- _About this task_:
Report back every line from the entries below in which the word "ApiSettings" occurs.

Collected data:
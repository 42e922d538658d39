//! CLI command handlers for the repolens application.

mod analyze;
mod cache;
mod credentials;

pub(crate) use analyze::{handle_analyze_command, AnalyzeArgs};
pub(crate) use cache::{handle_cache_clear_command, handle_cache_show_command};
pub(crate) use credentials::{handle_credentials_set_command, handle_credentials_show_command};

use anyhow::{Context, Result};
use repolens_github::RepositoryIdentity;
use repolens_state::{JsonFileStore, KeyValueStore, Settings};
use std::sync::Arc;

/// Open the default on-disk store and resolve settings against it.
pub(crate) fn open_store_and_settings() -> Result<(Arc<JsonFileStore>, Settings)> {
    let store = Arc::new(JsonFileStore::open_default()?);
    let kv: &dyn KeyValueStore = &*store;
    let settings = Settings::load(Some(kv))?;
    Ok((store, settings))
}

pub(crate) fn parse_repo(input: &str) -> Result<RepositoryIdentity> {
    RepositoryIdentity::parse(input).with_context(|| format!("invalid repository '{input}'"))
}
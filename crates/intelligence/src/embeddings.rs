//! Text embedding client used by semantic ranking.

use crate::llm::api_base_url;
use anyhow::{Context, Result};
use async_trait::async_trait;
use repolens_remote::{RemoteClient, RemoteError};
use repolens_state::ApiSettings;
use reqwest::Url;
use serde::{Deserialize, Serialize};

pub const EMBEDDINGS_SERVICE: &str = "Embeddings";

/// Turns text into a fixed-dimension vector.
#[async_trait]
pub trait Embedder: Send + Sync {
    async fn embed(&self, text: &str) -> Result<Vec<f32>, RemoteError>;
}

#[derive(Serialize)]
struct EmbeddingBody<'a> {
    model: &'a str,
    input: &'a str,
}

#[derive(Deserialize)]
struct EmbeddingResponse {
    #[serde(default)]
    data: Vec<EmbeddingDatum>,
}

#[derive(Deserialize)]
struct EmbeddingDatum {
    embedding: Vec<f32>,
}

/// OpenAI-compatible `/embeddings` client.
#[derive(Debug, Clone)]
pub struct OpenAiEmbedder {
    client: RemoteClient,
    url: Url,
    api_key: String,
    model: String,
}

impl OpenAiEmbedder {
    pub fn new(client: RemoteClient, base_url: &str, api_key: String, model: String) -> Result<Self> {
        let url = api_base_url(base_url)?
            .join("embeddings")
            .context("building embeddings url")?;
        Ok(Self {
            client,
            url,
            api_key: api_key.trim().to_string(),
            model,
        })
    }

    /// `None` when no embeddings key is configured; semantic ranking is then skipped.
    pub fn from_settings(client: RemoteClient, settings: &ApiSettings) -> Result<Option<Self>> {
        let Some(api_key) = settings.api_key.clone() else {
            return Ok(None);
        };
        Self::new(client, &settings.base_url, api_key, settings.model.clone()).map(Some)
    }
}

#[async_trait]
impl Embedder for OpenAiEmbedder {
    async fn embed(&self, text: &str) -> Result<Vec<f32>, RemoteError> {
        let body = EmbeddingBody {
            model: &self.model,
            input: text,
        };
        let response: EmbeddingResponse = self
            .client
            .send_json(EMBEDDINGS_SERVICE, "embedding", true, |http| {
                http.post(self.url.clone())
                    .bearer_auth(&self.api_key)
                    .json(&body)
            })
            .await?;

        response
            .data
            .into_iter()
            .next()
            .map(|d| d.embedding)
            .filter(|v| !v.is_empty())
            .ok_or_else(|| RemoteError::Decode {
                service: EMBEDDINGS_SERVICE.to_string(),
                message: "response carried no embedding".to_string(),
            })
    }
}
//! Race a future against a wall-clock deadline.

use std::future::Future;
use std::time::Duration;

/// Await `future` for at most `limit`.
///
/// Returns `None` when the deadline passes first; the caller decides on the
/// degraded path. The pending future is dropped.
pub async fn with_timeout<F>(label: &str, limit: Duration, future: F) -> Option<F::Output>
where
    F: Future,
{
    match tokio::time::timeout(limit, future).await {
        Ok(output) => Some(output),
        Err(_) => {
            tracing::warn!(
                target: "repolens::remote",
                operation = label,
                limit_ms = limit.as_millis() as u64,
                "deadline elapsed, using fallback"
            );
            None
        }
    }
}

#[cfg(test)]
mod tests {
    use super::*;

    #[tokio::test(start_paused = true)]
    async fn fast_future_completes() {
        let out = with_timeout("quick", Duration::from_secs(1), async { 7 }).await;
        assert_eq!(out, Some(7));
    }

    #[tokio::test(start_paused = true)]
    async fn hanging_future_yields_none() {
        let out = with_timeout(
            "hang",
            Duration::from_secs(45),
            std::future::pending::<()>(),
        )
        .await;
        assert_eq!(out, None);
    }
}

- _Finished task_:
use repolens_state::ApiSettings;
    pub fn from_settings(client: RemoteClient, settings: &ApiSettings) -> Result<Option<Self>> {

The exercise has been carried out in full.